That is the catchy title of a recent article published in the British newspaper The Daily Telegraph that tells the story of Vickie Krevatin, who breastfeeds her four-year-old son Jessy because, she says, it alleviates his symptoms of attention deficit hyperactivity disorder (ADHD). You may remember Lynn Stuckey, who in 2000 went to the TV show “Good Morning America” to explain why she breastfed her older son. In her case, The Illinois state’s attorney’s office and the Department of Children and Family Services claimed that breast-feeding a first-grader was “sexual molestation”, but a family court judge disagreed. When her son was 8 years-old, he still nursed occasionally, even when she was not certain she was producing milk (story).
The American Academy of Pediatrics recommends breastfeeding exclusively for the first six months, then gradually introducing solid foods while continuing to breastfeed for at least six more months (to age 1) and after that for as long as mother and baby both want to. The World Health Organization recommends breastfeeding for at least two years.
Breastfeeding is one of the most effective ways to ensure child health and survival. “If every child was breastfed within an hour of birth, given only breast milk for their first six months of life, and continued breastfeeding up to the age of two years, about 800 000 child lives would be saved every year”, state Professor Robert Black and colleagues in a study published in the journal The Lancet. Listen to an interview with Professor Black here.
And yet, according to the U.S. Surgeon General, only 74.0 percent of American infants born in 2006 were ever breastfed. The goal is to increase that number to 81.9 percent by the year 2020. This requires effective strategies to overcome the numerous barriers to breastfeeding:
- Lack of Knowledge
A study reported that only 36 percent of women thought that breastfeeding would protect the baby against diarrhea. Another national survey found that only a quarter of the U.S. public agreed that feeding a baby with infant formula instead of breast milk increases the chances the baby will get sick.
- Social Norms
In the U.S., bottle feeding is viewed by many as the “normal” way to feed infants. Certain cultural beliefs and practices also contribute to what women consider to be normal feeding practices although some of these practices are not recommended today. The mistaken belief that, for babies, “big is healthy,” can lead to both formula feeding and inappropriate early introduction of solid foods.

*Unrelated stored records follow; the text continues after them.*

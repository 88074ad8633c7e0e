//! Sessions with scoped, nestable transactions.
//!
//! A [`Session`] is a unit of work on one engine. Only the outermost scope
//! opens and finishes the driver transaction; inner scopes join it. A failed
//! inner scope marks the whole transaction rollback-only, so the outer
//! commit rolls back and reports it.

use crate::db::engine::Engine;
use crate::db::params::build_query;
use crate::db::pool::DbPool;
use crate::db::types::{JsonRow, RowToJson};
use crate::error::{DbError, DbResult};
use crate::models::{DatabaseType, QueryParam};
use futures_util::future::BoxFuture;
use sqlx::{MySql, Postgres, Sqlite, Transaction};
use std::sync::Arc;
use std::time::Instant;
use tracing::{debug, info, warn};

/// Database-specific transaction wrapper.
pub enum DbTransaction {
    MySql(Transaction<'static, MySql>),
    Postgres(Transaction<'static, Postgres>),
    SQLite(Transaction<'static, Sqlite>),
}

impl DbTransaction {
    /// Begin a transaction on a pooled connection.
    pub async fn begin(pool: &DbPool) -> Result<Self, sqlx::Error> {
        Ok(match pool {
            DbPool::MySql(p) => DbTransaction::MySql(p.begin().await?),
            DbPool::Postgres(p) => DbTransaction::Postgres(p.begin().await?),
            DbPool::SQLite(p) => DbTransaction::SQLite(p.begin().await?),
        })
    }

    pub fn db_type(&self) -> DatabaseType {
        impl_tx_dispatch!(self, {
            MySql(_tx) => DatabaseType::MySQL,
            Postgres(_tx) => DatabaseType::PostgreSQL,
            SQLite(_tx) => DatabaseType::SQLite,
        })
    }

    pub async fn commit(self) -> Result<(), sqlx::Error> {
        impl_tx_dispatch!(self, {
            MySql(tx) => tx.commit().await,
            Postgres(tx) => tx.commit().await,
            SQLite(tx) => tx.commit().await,
        })
    }

    pub async fn rollback(self) -> Result<(), sqlx::Error> {
        impl_tx_dispatch!(self, {
            MySql(tx) => tx.rollback().await,
            Postgres(tx) => tx.rollback().await,
            SQLite(tx) => tx.rollback().await,
        })
    }
}

/// Outcome of a write statement.
#[derive(Debug, Clone, Copy, PartialEq, Eq)]
pub struct ExecResult {
    pub rows_affected: u64,
    /// Generated key of the last inserted row (MySQL and SQLite only).
    pub last_insert_id: Option<i64>,
}

/// How much of each statement gets logged.
#[derive(Debug, Clone, Copy, PartialEq, Eq, PartialOrd, Ord)]
enum SqlLogLevel {
    Off,
    Statements,
    Full,
}

impl SqlLogLevel {
    fn from_debug(connection_debug: u32) -> Self {
        match connection_debug {
            100.. => Self::Full,
            50..=99 => Self::Statements,
            _ => Self::Off,
        }
    }
}

/// A unit of work bound to one engine.
pub struct Session {
    id: String,
    engine: Arc<Engine>,
    transaction: Option<DbTransaction>,
    depth: u32,
    rollback_only: bool,
}

impl std::fmt::Debug for Session {
    fn fmt(&self, f: &mut std::fmt::Formatter<'_>) -> std::fmt::Result {
        f.debug_struct("Session")
            .field("id", &self.id)
            .field("role", &self.engine.role())
            .field("depth", &self.depth)
            .field("rollback_only", &self.rollback_only)
            .finish_non_exhaustive()
    }
}

impl Session {
    pub(crate) fn new(engine: Arc<Engine>) -> Self {
        Self {
            id: uuid::Uuid::new_v4().to_string(),
            engine,
            transaction: None,
            depth: 0,
            rollback_only: false,
        }
    }

    pub fn id(&self) -> &str {
        &self.id
    }

    pub fn engine(&self) -> &Arc<Engine> {
        &self.engine
    }

    pub fn db_type(&self) -> DatabaseType {
        self.engine.db_type()
    }

    pub fn in_transaction(&self) -> bool {
        self.depth > 0
    }

    /// Nesting depth of open transaction scopes.
    pub fn depth(&self) -> u32 {
        self.depth
    }

    pub fn is_rollback_only(&self) -> bool {
        self.rollback_only
    }

    /// Open a transaction scope.
    pub async fn begin(&mut self) -> DbResult<()> {
        if self.depth == 0 {
            let tx = DbTransaction::begin(self.engine.pool())
                .await
                .map_err(|e| self.engine.translate(&e))?;
            self.transaction = Some(tx);
            self.rollback_only = false;
            debug!(session_id = %self.id, "Transaction started");
        }
        self.depth += 1;
        Ok(())
    }

    /// Close the innermost scope successfully.
    ///
    /// Only the outermost commit reaches the driver. If an inner scope rolled
    /// back, the outermost commit rolls back instead and returns an error.
    pub async fn commit(&mut self) -> DbResult<()> {
        if self.depth == 0 {
            return Err(DbError::transaction("no transaction in progress", &self.id));
        }
        self.depth -= 1;
        if self.depth > 0 {
            return Ok(());
        }

        let tx = self.take_transaction()?;
        if std::mem::take(&mut self.rollback_only) {
            tx.rollback().await.map_err(|e| self.engine.translate(&e))?;
            warn!(session_id = %self.id, "Rolled back transaction marked rollback-only");
            return Err(DbError::transaction(
                "transaction rolled back: an inner scope failed",
                &self.id,
            ));
        }

        tx.commit().await.map_err(|e| self.engine.translate(&e))?;
        debug!(session_id = %self.id, "Transaction committed");
        Ok(())
    }

    /// Close the innermost scope unsuccessfully.
    ///
    /// An inner rollback only marks the transaction rollback-only.
    pub async fn rollback(&mut self) -> DbResult<()> {
        if self.depth == 0 {
            return Err(DbError::transaction("no transaction in progress", &self.id));
        }
        self.depth -= 1;
        if self.depth > 0 {
            self.rollback_only = true;
            return Ok(());
        }

        self.rollback_only = false;
        let tx = self.take_transaction()?;
        tx.rollback().await.map_err(|e| self.engine.translate(&e))?;
        debug!(session_id = %self.id, "Transaction rolled back");
        Ok(())
    }

    fn take_transaction(&mut self) -> DbResult<DbTransaction> {
        self.transaction
            .take()
            .ok_or_else(|| DbError::internal("transaction scope open without a driver transaction"))
    }

    /// Run `f` inside a transaction scope.
    ///
    /// Commits when `f` succeeds. Rolls back and returns the original error
    /// when it fails.
    pub async fn transaction<T, F>(&mut self, f: F) -> DbResult<T>
    where
        F: for<'s> FnOnce(&'s mut Session) -> BoxFuture<'s, DbResult<T>>,
    {
        self.begin().await?;
        match f(self).await {
            Ok(value) => {
                self.commit().await?;
                Ok(value)
            }
            Err(err) => {
                if let Err(rollback_err) = self.rollback().await {
                    warn!(
                        session_id = %self.id,
                        error = %rollback_err,
                        "Rollback after failed transaction scope also failed"
                    );
                }
                Err(err)
            }
        }
    }

    /// Execute a statement and return the affected row count.
    pub async fn execute(&mut self, sql: &str, params: &[QueryParam]) -> DbResult<ExecResult> {
        self.log_statement(sql, params.len());
        let started = Instant::now();

        let result = match (&mut self.transaction, self.engine.pool()) {
            (Some(DbTransaction::MySql(tx)), _) => build_query::<MySql>(sql, params)
                .execute(&mut **tx)
                .await
                .map(|r| exec_result(r.rows_affected(), i64::try_from(r.last_insert_id()).ok())),
            (Some(DbTransaction::Postgres(tx)), _) => build_query::<Postgres>(sql, params)
                .execute(&mut **tx)
                .await
                .map(|r| exec_result(r.rows_affected(), None)),
            (Some(DbTransaction::SQLite(tx)), _) => build_query::<Sqlite>(sql, params)
                .execute(&mut **tx)
                .await
                .map(|r| exec_result(r.rows_affected(), Some(r.last_insert_rowid()))),
            (None, DbPool::MySql(pool)) => build_query::<MySql>(sql, params)
                .execute(pool)
                .await
                .map(|r| exec_result(r.rows_affected(), i64::try_from(r.last_insert_id()).ok())),
            (None, DbPool::Postgres(pool)) => build_query::<Postgres>(sql, params)
                .execute(pool)
                .await
                .map(|r| exec_result(r.rows_affected(), None)),
            (None, DbPool::SQLite(pool)) => build_query::<Sqlite>(sql, params)
                .execute(pool)
                .await
                .map(|r| exec_result(r.rows_affected(), Some(r.last_insert_rowid()))),
        };

        let result = result.map_err(|e| self.fail_statement(&e))?;
        if self.log_level() == SqlLogLevel::Full {
            debug!(
                session_id = %self.id,
                rows_affected = result.rows_affected,
                elapsed_ms = started.elapsed().as_millis() as u64,
                "Statement finished"
            );
        }
        Ok(result)
    }

    /// Run a query and decode every row.
    pub async fn fetch_all(&mut self, sql: &str, params: &[QueryParam]) -> DbResult<Vec<JsonRow>> {
        self.log_statement(sql, params.len());
        let started = Instant::now();

        let rows = match (&mut self.transaction, self.engine.pool()) {
            (Some(DbTransaction::MySql(tx)), _) => build_query::<MySql>(sql, params)
                .fetch_all(&mut **tx)
                .await
                .map(rows_to_json),
            (Some(DbTransaction::Postgres(tx)), _) => build_query::<Postgres>(sql, params)
                .fetch_all(&mut **tx)
                .await
                .map(rows_to_json),
            (Some(DbTransaction::SQLite(tx)), _) => build_query::<Sqlite>(sql, params)
                .fetch_all(&mut **tx)
                .await
                .map(rows_to_json),
            (None, DbPool::MySql(pool)) => build_query::<MySql>(sql, params)
                .fetch_all(pool)
                .await
                .map(rows_to_json),
            (None, DbPool::Postgres(pool)) => build_query::<Postgres>(sql, params)
                .fetch_all(pool)
                .await
                .map(rows_to_json),
            (None, DbPool::SQLite(pool)) => build_query::<Sqlite>(sql, params)
                .fetch_all(pool)
                .await
                .map(rows_to_json),
        };

        let rows = rows.map_err(|e| self.fail_statement(&e))?;
        if self.log_level() == SqlLogLevel::Full {
            debug!(
                session_id = %self.id,
                rows = rows.len(),
                elapsed_ms = started.elapsed().as_millis() as u64,
                "Query finished"
            );
        }
        Ok(rows)
    }

    /// First row of a query, if any.
    pub async fn fetch_optional(
        &mut self,
        sql: &str,
        params: &[QueryParam],
    ) -> DbResult<Option<JsonRow>> {
        Ok(self.fetch_all(sql, params).await?.into_iter().next())
    }

    /// Roll back any open transaction and end the session.
    pub async fn close(mut self) -> DbResult<()> {
        self.depth = 0;
        self.rollback_only = false;
        match self.transaction.take() {
            Some(tx) => tx.rollback().await.map_err(|e| self.engine.translate(&e)),
            None => Ok(()),
        }
    }

    fn log_level(&self) -> SqlLogLevel {
        SqlLogLevel::from_debug(self.engine.options().connection_debug)
    }

    fn log_statement(&self, sql: &str, param_count: usize) {
        let trace = self.engine.options().connection_trace;
        let role = self.engine.role();

        match self.log_level() {
            SqlLogLevel::Off if trace => {
                debug!(session_id = %self.id, role = %role, sql = %sql, "Executing statement")
            }
            SqlLogLevel::Off => {}
            SqlLogLevel::Statements if trace => {
                info!(session_id = %self.id, role = %role, sql = %sql, "Executing statement")
            }
            SqlLogLevel::Statements => info!(sql = %sql, "Executing statement"),
            SqlLogLevel::Full if trace => info!(
                session_id = %self.id,
                role = %role,
                params = param_count,
                sql = %sql,
                "Executing statement"
            ),
            SqlLogLevel::Full => info!(params = param_count, sql = %sql, "Executing statement"),
        }
    }

    fn fail_statement(&self, err: &sqlx::Error) -> DbError {
        let err = self.engine.translate(err);
        debug!(
            session_id = %self.id,
            kind = ?err.kind(),
            error = %err,
            "Statement failed"
        );
        err
    }
}

fn rows_to_json<R: RowToJson>(rows: Vec<R>) -> Vec<JsonRow> {
    rows.iter().map(RowToJson::to_json_map).collect()
}

fn exec_result(rows_affected: u64, last_insert_id: Option<i64>) -> ExecResult {
    ExecResult {
        rows_affected,
        last_insert_id,
    }
}

impl Drop for Session {
    fn drop(&mut self) {
        // sqlx rolls back a dropped transaction when its connection returns
        // to the pool.
        if self.transaction.is_some() {
            warn!(
                session_id = %self.id,
                depth = self.depth,
                "Session dropped with an open transaction, rolling back"
            );
        }
    }
}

- Poor Family and Social Support
Women with friends who have breastfed successfully are more likely to choose to breastfeed. On the other hand, negative attitudes of family and friends can pose a barrier to breastfeeding.
A study found that only 43 percent of adults believe that women should have the right to breastfeed in public places. Restaurant and shopping center managers have reported that they would either discourage breastfeeding anywhere in their facilities or would suggest that breastfeeding mothers move to an area that was more secluded.
- Lactation Problems
Frequently cited problems with breastfeeding include sore nipples, engorged breasts, mastitis, leaking milk, pain, and failure to latch on by the infant. One national study on feeding practice found that about 50 percent of mothers cited insufficient milk supply as their reason for stopping breastfeeding.
- Employment and Child Care
Women often face inflexibility in their work hours and locations and a lack of privacy for breastfeeding or expressing milk, have no place to store expressed breast milk, are unable to find child care facilities at or near the workplace, face fears over job insecurity, and have limited maternity leave benefits. The Patient Protection and Affordable Care Act requires employers to provide unpaid, reasonable break time for an employee to express breast milk for a year after her child’s birth. More information can be found here.
- Barriers Related to Health Services
Studies have identified major deficits relevant to breastfeeding in hospital policies and clinical practices, including a low priority given to support for breastfeeding and education about it, inappropriate routines and provision of care, fragmented care, and inadequate hospital facilities for women who are breastfeeding.
So, for how long should you breastfeed? Most experts agree that you should breastfeed at least the first six months, then gradually introduce solid foods while continuing to breastfeed for at least six more months (to age 1) and up to eighteen more months (to age 2). Breastfeeding beyond age 2 may be advisable on a case-by-case basis but is rare.